Solid performance and a great array of peripherals make the Gateway Select 1100 an excellent choice for mainstream users with a hunger for power.
Thanks to a host of top-notch peripherals and excellent overall performance, Gateway has done a good job making its Select 1100 Deluxe stand out from the bulk of the 1.1GHz Athlon crowd. It may not be the best of bunch but it's certainly on the podium.
On almost every benchmark test, the system scores very well -- it's not the fastest on any particular one, but manages to come within nodding distance of the similarly equipped performance front-runner every time. The only exception is on Quake 3D Arena, where the Select 1100 performs well, but not nearly as well as a Pentium 4-based system with the same Radeon ATI 4x AGP w/TVout card and 64MB of double data rate memory.
When we powered up the system for the first time we found ourselves face-to-face with five ad links on the lower right side of the screen: two for Gateway, three for third-party Web sites. They're easy to remove, just change the Windows background image. However, at almost AU$4,000, the Select 1100 shouldn't need to be subsidised by ads. We're picking a nit, but we feel it's a valid one.

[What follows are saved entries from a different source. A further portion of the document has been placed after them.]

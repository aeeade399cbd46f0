//! Credential sealing service
//!
//! Derives the key index and key from the passphrase, seals the API token
//! and writes the three artifacts in order: token, key index, version.
//! Runs entirely offline.

use std::path::{Path, PathBuf};

use tracing::info;

use crate::crypto::{derive_index, derive_key, seal_token};
use crate::error::{SealerError, SealerResult, StorageStep};
use crate::storage::{write_artifact, KEY_FILE, TOKEN_FILE, VERSION_FILE};

/// Paths of the artifacts written by a successful seal
#[derive(Debug, Clone, PartialEq, Eq)]
pub struct SealedArtifacts {
    pub token_file: PathBuf,
    pub key_file: PathBuf,
    pub version_file: PathBuf,
}

impl SealedArtifacts {
    fn in_dir(dir: &Path) -> Self {
        Self {
            token_file: dir.join(TOKEN_FILE),
            key_file: dir.join(KEY_FILE),
            version_file: dir.join(VERSION_FILE),
        }
    }

    /// All artifact paths, in write order
    pub fn paths(&self) -> [&Path; 3] {
        [&self.token_file, &self.key_file, &self.version_file]
    }
}

/// Service for sealing credentials into the output directory
pub struct SealingService<'a> {
    output_dir: &'a Path,
    version_marker: &'a str,
}

impl<'a> SealingService<'a> {
    /// Create a new sealing service writing into `output_dir`
    pub fn new(output_dir: &'a Path, version_marker: &'a str) -> Self {
        Self {
            output_dir,
            version_marker,
        }
    }

    /// Seal the token under a key derived from the passphrase
    ///
    /// Both inputs are trimmed and must be non-empty; nothing is hashed or
    /// written otherwise. A write failure leaves the artifacts from earlier
    /// steps in place.
    pub fn seal(&self, token: &str, passphrase: &str) -> SealerResult<SealedArtifacts> {
        let token = token.trim();
        let passphrase = passphrase.trim();
        if token.is_empty() || passphrase.is_empty() {
            return Err(SealerError::Validation(
                "Token and passphrase are both required".into(),
            ));
        }

        let index = derive_index(passphrase);
        let key = derive_key(&index);
        let sealed = seal_token(token, &key)?;

        let artifacts = SealedArtifacts::in_dir(self.output_dir);
        write_artifact(&artifacts.token_file, sealed.as_bytes(), StorageStep::WriteToken)?;
        write_artifact(&artifacts.key_file, index.as_str().as_bytes(), StorageStep::WriteKey)?;
        write_artifact(
            &artifacts.version_file,
            self.version_marker.as_bytes(),
            StorageStep::WriteVersion,
        )?;

        info!(dir = %self.output_dir.display(), version = self.version_marker, "credentials sealed");
        Ok(artifacts)
    }
}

The bigger picture is much better, and literally bigger than average: 17-inches as measured by the viewing area on Gateway's EV700 monitor. This is one of the best displays Gateway has offered. It's relatively flat with great colour and there's a little button on the front, aside from the usual controls, labeled "Fine Picture Mode." It's used to enhance the picture quality and works only moderately for graphics. It seems to add more depth to a video image. If you're wondering why we've fixated on the monitor, it's because most of what this system offers is centreed around the visual. Unlike many of its competitors, it comes equipped with a Hauppage WinTV PCI TV Tuner Card. Not only does it let you watch TV (and listen to FM radio), but you can also capture frames and motion video.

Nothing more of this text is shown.